To validate any of the HTTP request/response metadata, or the raw body contents, a middleware would be the right tool.
To validate the type-safe Operations.*.Input type, that depends on what exactly you'd like to validate. Note that the generated encoding/decoding logic is already meant to be pretty strict, so if performing an operation doesn't throw an error, it means that the Input and Output were valid enough to be able to make the call.
If you'd like to perform a validation covered by the OpenAPI flavor of JSON schema, such as maximum, minimum, and pattern (more details here), please file an issue on Swift OpenAPI Generator – anything defined by the OpenAPI specification makes sense to be validated by the generated code. The goal is for the adopter, once they get a value of a generated type, e.g. in a response, it was already thoroughly validated based on the requirements defined in the OpenAPI document. We don't yet support many of these validations, and look for adopters to file issues and help us prioritize based on their needs.
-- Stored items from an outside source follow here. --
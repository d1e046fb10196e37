//! Error types for the anchor graph service.

use anchor_graph_engine::{GraphError, SchedulerError};
use anchor_graph_repository::StoreError;
use thiserror::Error;

/// Errors that can occur during service initialization or execution.
#[derive(Error, Debug)]
pub enum ServiceError {
    /// Configuration error.
    #[error("Configuration error: {0}")]
    ConfigError(String),

    /// Document store error.
    #[error("Store error: {0}")]
    Store(#[from] StoreError),

    /// Graph bootstrap error.
    #[error("Graph error: {0}")]
    Graph(#[from] GraphError),

    /// Scheduler error.
    #[error("Scheduler error: {0}")]
    Scheduler(#[from] SchedulerError),

    /// The scheduler driver task ended abnormally.
    #[error("Driver task failed: {0}")]
    Driver(String),
}

impl ServiceError {
    /// Create a configuration error.
    pub fn config(msg: impl Into<String>) -> Self {
        Self::ConfigError(msg.into())
    }
}
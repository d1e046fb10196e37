//! This module defines and re-exports the interfaces for the document store.
//! It serves as a central point for accessing traits related to data interaction.
mod store;

pub use store::{DocumentStore, StoreTransaction};
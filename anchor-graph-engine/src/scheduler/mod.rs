//! Walker scheduling: immediate, deferred, asynchronous and recurring runs.
//!
//! Every scheduled run is a walker record whose status moves
//! PENDING → RUNNING → COMPLETED | FAILED. Claiming a record is a
//! compare-and-set on its status, so several drivers may share one store.
mod driver;
mod service;
mod trigger;
mod walker;

pub use driver::SchedulerDriver;
pub use service::{ClaimOutcome, Scheduler, TaskDefinition, TaskEvent};
pub use trigger::Trigger;
pub use walker::{Walker, WalkerContext, WalkerOutcome, WalkerRegistry};
use std::fmt;
use std::str::FromStr;
use std::sync::atomic::{AtomicU32, Ordering};

use lazy_static::lazy_static;
use serde::de::{self, Visitor};
use serde::{Deserialize, Deserializer, Serialize, Serializer};

use crate::types::reference::ReferenceError;

lazy_static! {
    /// Per-process random bytes mixed into every generated id.
    static ref PROCESS_UNIQUE: [u8; 5] = rand::random();
    static ref COUNTER: AtomicU32 = AtomicU32::new(rand::random::<u32>() & 0x00ff_ffff);
}

/// Owner of every system-level anchor (`root == None`).
pub const SUPER_ROOT_ID: ObjectId = ObjectId([0; 12]);

/// Root shared by anonymous callers.
pub const PUBLIC_ROOT_ID: ObjectId = ObjectId([0, 0, 0, 0, 0, 0, 0, 0, 0, 0, 0, 1]);

/// A 12-byte document identifier rendered as 24 lowercase hex characters.
///
/// Layout: 4-byte big-endian unix seconds, 5 process-unique random bytes,
/// 3-byte big-endian counter. Ids generated by one process are therefore
/// unique and roughly ordered by creation time.
#[derive(Clone, Copy, PartialEq, Eq, Hash, PartialOrd, Ord)]
pub struct ObjectId([u8; 12]);

impl ObjectId {
    /// Generates a fresh id.
    pub fn new() -> Self {
        let seconds = chrono::Utc::now().timestamp() as u32;
        let count = COUNTER.fetch_add(1, Ordering::Relaxed) & 0x00ff_ffff;

        let mut bytes = [0u8; 12];
        bytes[..4].copy_from_slice(&seconds.to_be_bytes());
        bytes[4..9].copy_from_slice(&*PROCESS_UNIQUE);
        bytes[9..].copy_from_slice(&count.to_be_bytes()[1..]);
        Self(bytes)
    }

    /// Builds a deterministic id from a timestamp and a seed.
    ///
    /// Two processes deriving an id from the same `(seconds, seed)` pair get
    /// the same id, which lets the store's primary key arbitrate between them.
    pub fn from_parts(seconds: u32, seed: &[u8]) -> Self {
        // FNV-1a, 64 bit
        let mut hash: u64 = 0xcbf2_9ce4_8422_2325;
        for byte in seed {
            hash ^= u64::from(*byte);
            hash = hash.wrapping_mul(0x0000_0100_0000_01b3);
        }

        let mut bytes = [0u8; 12];
        bytes[..4].copy_from_slice(&seconds.to_be_bytes());
        bytes[4..].copy_from_slice(&hash.to_be_bytes());
        Self(bytes)
    }

    pub const fn from_bytes(bytes: [u8; 12]) -> Self {
        Self(bytes)
    }

    pub fn bytes(&self) -> [u8; 12] {
        self.0
    }

    /// Parses a 24 character hex string.
    pub fn from_hex(value: &str) -> Result<Self, ReferenceError> {
        let decoded =
            hex::decode(value).map_err(|_| ReferenceError::InvalidObjectId(value.to_string()))?;
        let bytes: [u8; 12] = decoded
            .try_into()
            .map_err(|_| ReferenceError::InvalidObjectId(value.to_string()))?;
        Ok(Self(bytes))
    }

    pub fn to_hex(&self) -> String {
        hex::encode(self.0)
    }

    /// Seconds since the unix epoch encoded in the first four bytes.
    pub fn timestamp(&self) -> u32 {
        u32::from_be_bytes([self.0[0], self.0[1], self.0[2], self.0[3]])
    }
}

impl Default for ObjectId {
    fn default() -> Self {
        Self::new()
    }
}

impl FromStr for ObjectId {
    type Err = ReferenceError;

    fn from_str(s: &str) -> Result<Self, Self::Err> {
        Self::from_hex(s)
    }
}

impl fmt::Display for ObjectId {
    fn fmt(&self, f: &mut fmt::Formatter<'_>) -> fmt::Result {
        f.write_str(&self.to_hex())
    }
}

impl fmt::Debug for ObjectId {
    fn fmt(&self, f: &mut fmt::Formatter<'_>) -> fmt::Result {
        write!(f, "ObjectId({})", self.to_hex())
    }
}

impl Serialize for ObjectId {
    fn serialize<S: Serializer>(&self, serializer: S) -> Result<S::Ok, S::Error> {
        serializer.serialize_str(&self.to_hex())
    }
}

impl<'de> Deserialize<'de> for ObjectId {
    fn deserialize<D: Deserializer<'de>>(deserializer: D) -> Result<Self, D::Error> {
        struct ObjectIdVisitor;

        impl Visitor<'_> for ObjectIdVisitor {
            type Value = ObjectId;

            fn expecting(&self, f: &mut fmt::Formatter<'_>) -> fmt::Result {
                f.write_str("a 24 character hex object id")
            }

            fn visit_str<E: de::Error>(self, value: &str) -> Result<ObjectId, E> {
                ObjectId::from_hex(value).map_err(E::custom)
            }
        }

        deserializer.deserialize_str(ObjectIdVisitor)
    }
}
If you'd like to perform a validation not covered by the OpenAPI specification, for example, checking that the sum of two properties is less than another number, you'll need to add that validation yourself, and run the validation before handing the value off to the Client type. That said, if you feel the need to validate Input types (and anything contained by them), it might be an indication that you're using the generated type too widely in your codebase, and might want to consider defining your own internal types, which you fully control, including any initializer that performs validation – and having a method that converts from your internal type into an Input type explicitly, which can also perform validation. This is touched on in our documentation, that especially in a large codebase, it's better to wrap the generated code rather than use it directly widely in your codebase.
Can you say more on how you would like to use it?
The generated Output types cover the HTTP status codes defined in the source OpenAPI document for the given operation. Are you finding you'd like to get the numeric value for an e.g. .ok(...) response?
Or are you looking for it when implementing a transport or a middleware, when working with the HTTP currency types?
Today, the runtime library depends on Foundation for several crucial pieces of functionality:
- data encoding and decoding:
JSONEncoder, JSONDecoder, ISO8601DateFormatter
- transport and middleware currency types:
URLQueryItem
- generated currency types:
Data, Date
If we wanted to drop the dependency on Foundation, we'd need to find replacements for the above.
For running on platforms that don't have the current Foundation implementation available, have you looked into the new Swift Foundation implementation and whether once that's at feature parity could alleviate this issue?